Delicate Butter Shortbread Cookies (Printable)

Buttery shortbread crafted into flower shapes, perfect for light treats and spring gatherings.

# What You'll Need:

→ Shortbread Dough

01 - 1 cup unsalted butter, softened
02 - 1/2 cup granulated sugar
03 - 2 cups all-purpose flour
04 - 1/4 cup cornstarch
05 - 1/4 teaspoon fine sea salt
06 - 1 teaspoon vanilla extract

→ Decoration

07 - 2 tablespoons coarse sanding sugar or colored sprinkles, optional
08 - 1/4 cup powdered sugar for dusting, optional
09 - Edible flower petals or pastel icing, optional

# How to Make It:

01 - Preheat oven to 350°F. Line two baking sheets with parchment paper.
02 - In a large bowl, cream the softened butter and granulated sugar together until light and fluffy, approximately 2-3 minutes.
03 - Mix in the vanilla extract until fully combined.
04 - In a separate bowl, whisk together the all-purpose flour, cornstarch, and fine sea salt.
05 - Gradually add the dry ingredient mixture to the butter mixture, stirring until just combined. Avoid overworking the dough.
06 - Turn the dough onto a lightly floured surface and roll to 1/4-inch thickness.
07 - Using a flower-shaped cookie cutter, cut out cookies and transfer to prepared baking sheets, spacing them 1 inch apart.
08 - Sprinkle with sanding sugar or lightly press edible flower petals into the dough surface, if desired.
09 - Bake for 12-15 minutes, or until the edges are just beginning to turn golden brown.
10 - Cool cookies on the baking sheet for 5 minutes.
11 - Transfer cookies to a wire rack to cool completely.

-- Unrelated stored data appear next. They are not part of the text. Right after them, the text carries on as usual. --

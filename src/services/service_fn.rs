//! # Function-backed service (`ServiceFn`)
//!
//! [`ServiceFn`] wraps a closure `F: Fn() -> Fut` used as `on_start`. Each attempt
//! calls the closure again and gets a fresh future; state shared across attempts
//! must live in an `Arc` captured by the closure.
//!
//! ```rust
//! use unitvisor::{Service, ServiceError, ServiceFn, ServiceType};
//!
//! let svc = ServiceFn::new("heartbeat", ServiceType::Async, || async {
//!     Ok::<_, ServiceError>(())
//! });
//! assert_eq!(svc.name(), "heartbeat");
//! ```

use std::borrow::Cow;
use std::future::Future;

use async_trait::async_trait;

use crate::error::ServiceError;
use crate::services::service::{Service, ServiceType};

/// Closure-backed service; install and stop are no-ops.
pub struct ServiceFn<F> {
    name: Cow<'static, str>,
    kind: ServiceType,
    start: F,
}

impl<F> ServiceFn<F> {
    /// Creates a new function-backed service.
    pub fn new(name: impl Into<Cow<'static, str>>, kind: ServiceType, start: F) -> Self {
        Self {
            name: name.into(),
            kind,
            start,
        }
    }
}

#[async_trait]
impl<F, Fut> Service for ServiceFn<F>
where
    F: Fn() -> Fut + Send + Sync + 'static,
    Fut: Future<Output = Result<(), ServiceError>> + Send + 'static,
{
    fn name(&self) -> &str {
        &self.name
    }

    fn service_type(&self) -> ServiceType {
        self.kind
    }

    async fn on_start(&self) -> Result<(), ServiceError> {
        (self.start)().await
    }
}
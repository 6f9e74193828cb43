//! # Registration options.
//!
//! ```rust
//! use std::time::Duration;
//! use unitvisor::{RestartPolicy, UnitOptions};
//!
//! let opts = UnitOptions::new()
//!     .with_index(10)
//!     .with_namespace("http")
//!     .with_restart(RestartPolicy::Retry)
//!     .with_max_retry(3)
//!     .with_restart_delay(Duration::from_millis(200))
//!     .with_description("public listener");
//! assert_eq!(opts.index(), 10);
//! ```

use std::time::Duration;

use crate::namespace::PUBLIC_NAMESPACE;
use crate::policies::{BackoffPolicy, RestartPolicy};

/// Scheduling metadata applied to a unit at registration.
///
/// Defaults: index `0` (no explicit priority), one retry, public namespace,
/// `RestartPolicy::Ignore`, retry delay inherited from the supervisor config.
#[derive(Clone, Debug)]
pub struct UnitOptions {
    pub(crate) index: i32,
    pub(crate) max_retry: i32,
    pub(crate) namespace: String,
    pub(crate) description: String,
    pub(crate) restart: RestartPolicy,
    pub(crate) backoff: Option<BackoffPolicy>,
}

impl Default for UnitOptions {
    fn default() -> Self {
        Self {
            index: 0,
            max_retry: 1,
            namespace: PUBLIC_NAMESPACE.to_string(),
            description: String::new(),
            restart: RestartPolicy::Ignore,
            backoff: None,
        }
    }
}

impl UnitOptions {
    pub fn new() -> Self {
        Self::default()
    }

    /// Start priority: lower starts first. `0` means "no explicit priority".
    pub fn with_index(mut self, index: i32) -> Self {
        self.index = index;
        self
    }

    /// Number of attempts for [`RestartPolicy::Retry`] (values below 1 count as 1).
    pub fn with_max_retry(mut self, max_retry: i32) -> Self {
        self.max_retry = max_retry;
        self
    }

    /// Namespace the unit joins (created on first use).
    pub fn with_namespace(mut self, name: impl Into<String>) -> Self {
        self.namespace = name.into();
        self
    }

    pub fn with_description(mut self, description: impl Into<String>) -> Self {
        self.description = description.into();
        self
    }

    pub fn with_restart(mut self, restart: RestartPolicy) -> Self {
        self.restart = restart;
        self
    }

    /// Constant delay between failed attempts.
    pub fn with_restart_delay(mut self, delay: Duration) -> Self {
        self.backoff = Some(BackoffPolicy::constant(delay));
        self
    }

    /// Full delay policy between failed attempts.
    pub fn with_backoff(mut self, backoff: BackoffPolicy) -> Self {
        self.backoff = Some(backoff);
        self
    }

    pub fn index(&self) -> i32 {
        self.index
    }

    pub fn namespace(&self) -> &str {
        &self.namespace
    }
}
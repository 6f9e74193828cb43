//! # Example: startup
//!
//! A small daemon assembled from three units in the public namespace.
//!
//! Demonstrates how to:
//! - Implement [`Service`] for a config loader that binds env vars in `on_install`.
//! - Run a flaky unit with `RestartPolicy::Retry` and a delay between attempts.
//! - Run a long-lived async unit that exits when the root token is cancelled.
//! - Stop everything with [`Supervisor::wait`] (Ctrl-C) or a timer.
//!
//! ## Flow
//! ```text
//! run()
//!   ├─► [1] config     install: bind DEMO_* vars ─► start (blocking, once)
//!   ├─► [2] warmup     start: fails twice, Retry(3) with 200ms delay (blocking)
//!   └─► [3] heartbeat  start: ticks until the root token is cancelled (async)
//! wait()  ─► Ctrl-C or timer ─► stop(): heartbeat, warmup, config
//! ```
//!
//! ## Run
//! ```bash
//! DEMO_TICK=250ms cargo run --example startup
//! ```

use std::sync::Arc;
use std::sync::atomic::{AtomicU32, AtomicU64, Ordering};
use std::time::Duration;

use async_trait::async_trait;
use tokio_util::sync::CancellationToken;
use unitvisor::{
    Bind, Binder, EnvError, Namespace, RestartPolicy, Service, ServiceError, ServiceFn,
    ServiceType, Supervisor, SupervisorConfig, UnitOptions,
};

#[derive(Clone, Debug)]
struct DemoConfig {
    tick: Duration,
    label: String,
}

impl Default for DemoConfig {
    fn default() -> Self {
        Self {
            tick: Duration::from_millis(500),
            label: "demo".into(),
        }
    }
}

impl Bind for DemoConfig {
    fn bind(&mut self, b: &mut Binder<'_>) -> Result<(), EnvError> {
        b.optional("demo_tick", &mut self.tick)?;
        b.optional("demo_label", &mut self.label)
    }
}

/// Loads [`DemoConfig`] and publishes it in the namespace.
struct ConfigLoader {
    ns: Namespace,
}

#[async_trait]
impl Service for ConfigLoader {
    fn name(&self) -> &str {
        "config"
    }

    fn service_type(&self) -> ServiceType {
        ServiceType::Blocking
    }

    async fn on_install(&self) -> Result<(), ServiceError> {
        let mut cfg = DemoConfig::default();
        self.ns.env().assign(&mut cfg)?;
        println!("[config] loaded {cfg:?}");
        self.ns.set("config", cfg);
        Ok(())
    }

    async fn on_start(&self) -> Result<(), ServiceError> {
        Ok(())
    }

    async fn on_stop(&self) -> Result<(), ServiceError> {
        println!("[config] stopped");
        Ok(())
    }
}

/// Ticks until the root token is cancelled.
struct Heartbeat {
    ns: Namespace,
    ticks: AtomicU64,
}

#[async_trait]
impl Service for Heartbeat {
    fn name(&self) -> &str {
        "heartbeat"
    }

    fn service_type(&self) -> ServiceType {
        ServiceType::Async
    }

    async fn on_start(&self) -> Result<(), ServiceError> {
        let cfg = self
            .ns
            .get_as::<DemoConfig>("config")
            .ok_or_else(|| ServiceError::fail("config not published"))?;
        let token: &CancellationToken = self.ns.token();
        loop {
            tokio::select! {
                _ = token.cancelled() => return Ok(()),
                _ = tokio::time::sleep(cfg.tick) => {
                    let n = self.ticks.fetch_add(1, Ordering::Relaxed) + 1;
                    println!("[heartbeat] {} tick {n}", cfg.label);
                }
            }
        }
    }

    async fn on_stop(&self) -> Result<(), ServiceError> {
        println!(
            "[heartbeat] stopped after {} ticks",
            self.ticks.load(Ordering::Relaxed)
        );
        Ok(())
    }
}

#[tokio::main]
async fn main() -> Result<(), Box<dyn std::error::Error>> {
    tracing_subscriber::fmt()
        .with_env_filter(
            tracing_subscriber::EnvFilter::try_from_default_env()
                .unwrap_or_else(|_| "unitvisor=debug".into()),
        )
        .init();

    let mut cfg = SupervisorConfig::from_env()?;
    cfg.syslog = false;
    let sup = Arc::new(Supervisor::builder(cfg).build());

    sup.register(|ns| ConfigLoader { ns }, UnitOptions::new().with_index(1));

    let attempts = Arc::new(AtomicU32::new(0));
    sup.register(
        move |_| {
            ServiceFn::new("warmup", ServiceType::Blocking, move || {
                let n = attempts.fetch_add(1, Ordering::SeqCst) + 1;
                async move {
                    println!("[warmup] attempt {n}");
                    if n < 3 {
                        return Err(ServiceError::fail("cache not ready"));
                    }
                    Ok(())
                }
            })
        },
        UnitOptions::new()
            .with_index(2)
            .with_restart(RestartPolicy::Retry)
            .with_max_retry(3)
            .with_restart_delay(Duration::from_millis(200)),
    );

    sup.register(
        |ns| Heartbeat {
            ns,
            ticks: AtomicU64::new(0),
        },
        UnitOptions::new()
            .with_index(3)
            .with_description("prints a line per tick"),
    );

    sup.run().await?;

    let timer = Arc::clone(&sup);
    tokio::spawn(async move {
        tokio::time::sleep(Duration::from_secs(3)).await;
        timer.stop().await;
    });

    sup.wait().await;
    println!("stopped: {:?}", sup.stop_cause());
    Ok(())
}
//! Cooperative cancellation shared between the orchestrator and running checks.

use std::sync::Arc;
use std::sync::atomic::{AtomicBool, Ordering};
use std::thread;

use anyhow::{Context, Result};
use tracing::warn;

/// Cloneable flag. Once cancelled it stays cancelled.
#[derive(Debug, Clone, Default)]
pub struct CancelToken {
    flag: Arc<AtomicBool>,
}

impl CancelToken {
    pub fn new() -> Self {
        Self::default()
    }

    pub fn cancel(&self) {
        self.flag.store(true, Ordering::SeqCst);
    }

    pub fn is_cancelled(&self) -> bool {
        self.flag.load(Ordering::SeqCst)
    }
}

/// Cancel `token` on the first SIGINT or SIGTERM (Ctrl+C elsewhere).
///
/// Handlers are registered before this returns and a background thread waits
/// for the signal. Once registered, the signal no longer kills the process;
/// the run winds down through the token instead.
pub fn cancel_on_signal(token: &CancelToken) -> Result<()> {
    let runtime = tokio::runtime::Builder::new_current_thread()
        .enable_all()
        .build()
        .context("build signal runtime")?;
    let listener = {
        let _context = runtime.enter();
        SignalListener::register().context("register signal handlers")?
    };

    let token = token.clone();
    thread::Builder::new()
        .name("specloop-signals".to_string())
        .spawn(move || {
            if runtime.block_on(listener.wait()) {
                token.cancel();
            }
        })
        .context("spawn signal listener")?;
    Ok(())
}

#[cfg(unix)]
struct SignalListener {
    sigint: tokio::signal::unix::Signal,
    sigterm: tokio::signal::unix::Signal,
}

#[cfg(unix)]
impl SignalListener {
    fn register() -> std::io::Result<Self> {
        use tokio::signal::unix::{SignalKind, signal};
        Ok(Self {
            sigint: signal(SignalKind::interrupt())?,
            sigterm: signal(SignalKind::terminate())?,
        })
    }

    async fn wait(mut self) -> bool {
        tokio::select! {
            _ = self.sigint.recv() => warn!("SIGINT received, cancelling run"),
            _ = self.sigterm.recv() => warn!("SIGTERM received, cancelling run"),
        }
        true
    }
}

#[cfg(not(unix))]
struct SignalListener;

#[cfg(not(unix))]
impl SignalListener {
    fn register() -> std::io::Result<Self> {
        Ok(Self)
    }

    async fn wait(self) -> bool {
        match tokio::signal::ctrl_c().await {
            Ok(()) => {
                warn!("Ctrl+C received, cancelling run");
                true
            }
            Err(err) => {
                warn!(err = %err, "Ctrl+C listener failed");
                false
            }
        }
    }
}

#[cfg(test)]
mod tests {
    use super::*;

    #[test]
    fn clones_share_the_flag() {
        let token = CancelToken::new();
        let clone = token.clone();
        assert!(!clone.is_cancelled());
        token.cancel();
        assert!(clone.is_cancelled());
    }
}
//! Correction synthesis: one failure analysis in, one narrowly targeted plan out.

use anyhow::Result;
use tracing::{debug, info, instrument, warn};

use crate::core::anchors::{AnchorSpan, AnchoredDocument, Lookup, contains_heading};
use crate::core::types::{CorrectionError, CorrectionPlan, ErrorAnalysis};
use crate::graph::Task;
use crate::io::prompt::PromptEngine;
use crate::io::reasoner::{ProposalRequest, Reasoner};

pub struct CorrectionSynthesizer<R> {
    reasoner: R,
    prompts: PromptEngine,
}

impl<R: Reasoner> CorrectionSynthesizer<R> {
    pub fn new(reasoner: R) -> Result<Self> {
        Ok(Self {
            reasoner,
            prompts: PromptEngine::new()?,
        })
    }

    pub fn reasoner(&self) -> &R {
        &self.reasoner
    }

    /// Build a plan that rewrites exactly one anchored section of `document`.
    #[instrument(skip_all, fields(task = %task.id, attempt = attempt))]
    pub fn synthesize(
        &self,
        analysis: &ErrorAnalysis,
        task: &Task,
        document_id: &str,
        document: &AnchoredDocument,
        attempt: u32,
    ) -> Result<CorrectionPlan, CorrectionError> {
        let span = choose_target(analysis, task, document)?;
        let current_body = document.body(span);
        debug!(anchor = %span.id, "correction target chosen");

        let prompt = self
            .prompts
            .render_correction(task, &span.id, current_body, analysis, attempt)
            .map_err(|err| CorrectionError::NoSafeTarget(format!("render prompt: {err:#}")))?;
        let proposal = self
            .reasoner
            .propose(&ProposalRequest {
                task_id: &task.id,
                anchor: &span.id,
                current_body,
                analysis,
                attempt,
                prompt: &prompt,
            })
            .map_err(|err| {
                warn!(err = %format!("{err:#}"), "reasoner produced no proposal");
                CorrectionError::NoSafeTarget(format!("no proposal for '{}': {err:#}", span.id))
            })?;

        if proposal.replacement.trim().is_empty() {
            return Err(CorrectionError::NoSafeTarget(format!(
                "proposal for '{}' is empty",
                span.id
            )));
        }
        if proposal.replacement == current_body {
            return Err(CorrectionError::NoSafeTarget(format!(
                "proposal for '{}' does not change it",
                span.id
            )));
        }
        if contains_heading(&proposal.replacement) {
            return Err(CorrectionError::NoSafeTarget(format!(
                "proposal for '{}' adds a heading",
                span.id
            )));
        }

        let mut rationale = format!(
            "{} on attempt {attempt}: {}",
            analysis.kind, analysis.root_cause
        );
        if let Some(notes) = proposal.notes.as_deref().map(str::trim).filter(|n| !n.is_empty()) {
            rationale.push_str(" (");
            rationale.push_str(notes);
            rationale.push(')');
        }
        info!(anchor = %span.id, "correction synthesized");
        Ok(CorrectionPlan {
            document: document_id.to_string(),
            anchor: span.id.clone(),
            replacement: proposal.replacement,
            rationale,
            analysis: analysis.clone(),
        })
    }
}

/// The anchor a correction for `task` should rewrite.
///
/// The implicated reference wins when the task declares it and the document
/// holds it exactly once; otherwise the task's own section. Missing or
/// ambiguous candidates are skipped.
pub fn choose_target<'d>(
    analysis: &ErrorAnalysis,
    task: &Task,
    document: &'d AnchoredDocument,
) -> Result<&'d AnchorSpan, CorrectionError> {
    let implicated = analysis
        .implicated
        .as_deref()
        .filter(|id| task.references.iter().any(|reference| reference == id));
    let candidates = implicated.into_iter().chain(std::iter::once(task.id.as_str()));

    let mut skipped = Vec::new();
    for candidate in candidates {
        match document.lookup(candidate) {
            Lookup::Found(span) => return Ok(span),
            Lookup::Missing => skipped.push(format!("'{candidate}' missing")),
            Lookup::Ambiguous(count) => skipped.push(format!("'{candidate}' appears {count} times")),
        }
    }
    Err(CorrectionError::NoSafeTarget(format!(
        "no unique anchor for task '{}': {}",
        task.id,
        skipped.join(", ")
    )))
}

Dust with powdered sugar or decorate with pastel icing if desired.

# Expert Advice:

01 -
  • They're buttery and crisp without being fussy, tasting like they came from a proper British bakery but made entirely in your own kitchen.
  • The dough comes together faster than you'd expect, making this perfect for when you need something elegant on short notice.
02 -
  • The difference between tender and tough shortbread is literally two seconds of overmixing, so trust the dough when it looks shaggy and resist the urge to keep stirring.
  • Room temperature butter creams properly, but chilled butter straight from the fridge will fight you and end up with a grainy texture instead of fluffy.
03 -
  • Weight your ingredients if possible because this recipe's texture depends on proportion—a too-heavy hand with flour changes everything.
  • If your dough cracks at the edges while rolling, it's too cold; let it sit at room temperature for 10 minutes and try again.